Current findings show what is going on in the lungs as soon as it develops the coronavirus and, above all, it becomes clear: Covid-19 is sometimes very different from what doctors have previously recognized from other diseases. From a rapid course of illness to severe lack of oxygen – we have briefly summarized the three most exciting differences.

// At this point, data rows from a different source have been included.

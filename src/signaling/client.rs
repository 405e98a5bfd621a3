//! Client side of the signaling protocol (C2).

use std::thread;
use std::time::Duration;

use super::protocol::{SignalingRequest, SignalingResponse};
use crate::error::GraybatError;
use crate::transport::Connection;

/// Number of connection attempts made against the signaling service before
/// giving up with `SignalingUnreachable`.
const CONNECT_ATTEMPTS: u32 = 20;
const CONNECT_RETRY_DELAY: Duration = Duration::from_millis(200);
const LOOKUP_POLL_DELAY: Duration = Duration::from_millis(100);

/// Talks to a `SignalingService` over a fresh TCP connection per call, the
/// same "dial, do one exchange, drop" pattern the source codebase's
/// handshake protocol uses.
pub struct SignalingClient {
    uri: String,
}

impl SignalingClient {
    pub fn new(uri: impl Into<String>) -> Self {
        SignalingClient { uri: uri.into() }
    }

    pub fn request_context(&self, name: &str) -> Result<u32, GraybatError> {
        match self.call(SignalingRequest::RequestContext {
            name: name.to_string(),
        })? {
            SignalingResponse::ContextId(id) => Ok(id),
            other => Err(protocol_violation(other)),
        }
    }

    pub fn request_vaddr(
        &self,
        context_id: u32,
        data_uri: &str,
        ctrl_uri: &str,
    ) -> Result<u32, GraybatError> {
        match self.call(SignalingRequest::RequestVaddr {
            context_id,
            data_uri: data_uri.to_string(),
            ctrl_uri: ctrl_uri.to_string(),
        })? {
            SignalingResponse::Vaddr(v) => Ok(v),
            other => Err(protocol_violation(other)),
        }
    }

    /// Single, non-retrying lookup. `None` means "not yet registered".
    pub fn lookup_vaddr(
        &self,
        context_id: u32,
        vaddr: u32,
    ) -> Result<Option<(String, String)>, GraybatError> {
        match self.call(SignalingRequest::LookupVaddr { context_id, vaddr })? {
            SignalingResponse::Uris(data, ctrl) => {
                if data.is_empty() && ctrl.is_empty() {
                    Ok(None)
                } else {
                    Ok(Some((data, ctrl)))
                }
            }
            other => Err(protocol_violation(other)),
        }
    }

    /// Polls `lookup_vaddr` until the peer at `vaddr` has registered.
    pub fn poll_lookup_vaddr(&self, context_id: u32, vaddr: u32) -> Result<(String, String), GraybatError> {
        loop {
            if let Some(uris) = self.lookup_vaddr(context_id, vaddr)? {
                return Ok(uris);
            }
            thread::sleep(LOOKUP_POLL_DELAY);
        }
    }

    pub fn leave_context(&self, name: &str) -> Result<(), GraybatError> {
        match self.call(SignalingRequest::LeaveContext {
            name: name.to_string(),
        })? {
            SignalingResponse::Ack => Ok(()),
            other => Err(protocol_violation(other)),
        }
    }

    fn call(&self, request: SignalingRequest) -> Result<SignalingResponse, GraybatError> {
        let mut conn = self.connect_with_retry()?;

        let encoded = bincode::serialize(&request)
            .expect("ERROR: Couldn't serialize signaling request");
        conn.send_prefix_size(&encoded)?;

        let mut raw = Vec::new();
        conn.receive_prefix_size(&mut raw)?;

        bincode::deserialize(&raw).map_err(|_| GraybatError::MalformedMessage(raw.len()))
    }

    fn connect_with_retry(&self) -> Result<Connection, GraybatError> {
        let mut last_err = None;
        for _ in 0..CONNECT_ATTEMPTS {
            match Connection::connect(&self.uri) {
                Ok(conn) => return Ok(conn),
                Err(e) => {
                    last_err = Some(e);
                    thread::sleep(CONNECT_RETRY_DELAY);
                }
            }
        }
        Err(GraybatError::SignalingUnreachable {
            uri: self.uri.clone(),
            source: std::io::Error::new(std::io::ErrorKind::TimedOut, last_err.unwrap()),
        })
    }
}

fn protocol_violation(_response: SignalingResponse) -> GraybatError {
    GraybatError::MalformedMessage(0)
}
//! Context: a membership of peers that can communicate.

pub type Vaddr = u32;
pub type ContextId = u32;

/// A membership of peers that can communicate. A default-constructed
/// `Context` is *invalid* and must not be passed to send/recv/collectives.
///
/// Members are either the contiguous range `[0, size)` (the initial context
/// every bootstrap produces) or an explicit whitelist of vaddrs (a context
/// produced by `split_context`). A peer's own `vaddr` never changes across a
/// split: identity is retained, not renumbered, so a whitelist is exactly
/// the subset of the parent context's vaddrs that voted in.
#[derive(Debug, Clone, PartialEq, Eq)]
pub struct Context {
    context_id: ContextId,
    vaddr: Vaddr,
    size: usize,
    whitelist: Option<Vec<Vaddr>>,
    valid: bool,
}

impl Default for Context {
    fn default() -> Self {
        Context {
            context_id: 0,
            vaddr: 0,
            size: 0,
            whitelist: None,
            valid: false,
        }
    }
}

impl Context {
    pub(crate) fn new(context_id: ContextId, vaddr: Vaddr, size: usize) -> Self {
        Context {
            context_id,
            vaddr,
            size,
            whitelist: None,
            valid: true,
        }
    }

    /// Builds a context whose membership is an explicit whitelist rather
    /// than `[0, size)`, for a context produced by `split_context`. `vaddr`
    /// is the caller's own vaddr, carried over unchanged from the context
    /// being split.
    pub(crate) fn with_whitelist(context_id: ContextId, vaddr: Vaddr, whitelist: Vec<Vaddr>) -> Self {
        Context {
            context_id,
            vaddr,
            size: whitelist.len(),
            whitelist: Some(whitelist),
            valid: true,
        }
    }

    pub(crate) fn invalid() -> Self {
        Context::default()
    }

    pub fn is_valid(&self) -> bool {
        self.valid
    }

    pub fn id(&self) -> ContextId {
        self.context_id
    }

    /// This peer's vaddr within the context. Only meaningful for a valid context.
    pub fn vaddr(&self) -> Vaddr {
        self.vaddr
    }

    pub fn size(&self) -> usize {
        self.size
    }

    /// The member vaddrs: `[0, size)` for the initial context, or the
    /// whitelist in ascending order for a split context.
    pub fn members(&self) -> Vec<Vaddr> {
        match &self.whitelist {
            Some(whitelist) => whitelist.clone(),
            None => (0..self.size as Vaddr).collect(),
        }
    }
}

Suddenly, patients feel bad
At first, many corona patients still feel fine. The condition only worsens after about a week – but then often dramatically. This is a clear difference to the creeping, “normal” flu.
Doctors have no clear explanation for this peculiarity. But the deterioration is apparently related to the migration of the viruses from the throat to the lungs, experts in the “Spiegel” suspect. In some patients, the viruses were not even detectable in the throat at the time of pneumonia.
Means: As long as the viruses are in the throat, the patients are still quite well. If they migrate to the lungs, the general condition deteriorates quickly.
The body lacks oxygen, but it still feels normal to breathe
Although the body is already experiencing a massive lack of oxygen, many patients still feel no breathlessness. “It’s a combination that you almost never see,” say doctors in the journal “Intensive Care Medicine”.
Physicians could apparently explain the explanation for this on the basis of CT images: In the lungs of Covid-19 patients, much less fluid accumulates during inflammation than is the case with well-known pneumonia. Only this liquid makes the tissue immobile – the patient can only breathe with difficulty. In Covid 19 patients, however, this uncomfortable condition occurs late.
In summary: With Covid-19, fluid collects slowly in the lungs, which is why many patients still find breathing to be completely normal for a relatively long time.
An unusually large amount of blood is collected
With this knowledge, the obvious question now is: So why does the body still have so little oxygen? The “Spiegel” quotes the pneumologist Michael Pfeifer: “The patients have several foci of inflammation in the lungs.” According to current knowledge, an unusually large amount of blood collects in the vessels of these foci of inflammation. This means that the transport route for oxygen is virtually blocked in many places and the body suffers from a deficiency.
To summarize briefly: Blood collections in the inflammation focus ensure that the oxygen does not get into the blood sufficiently when breathing. A shortage arises.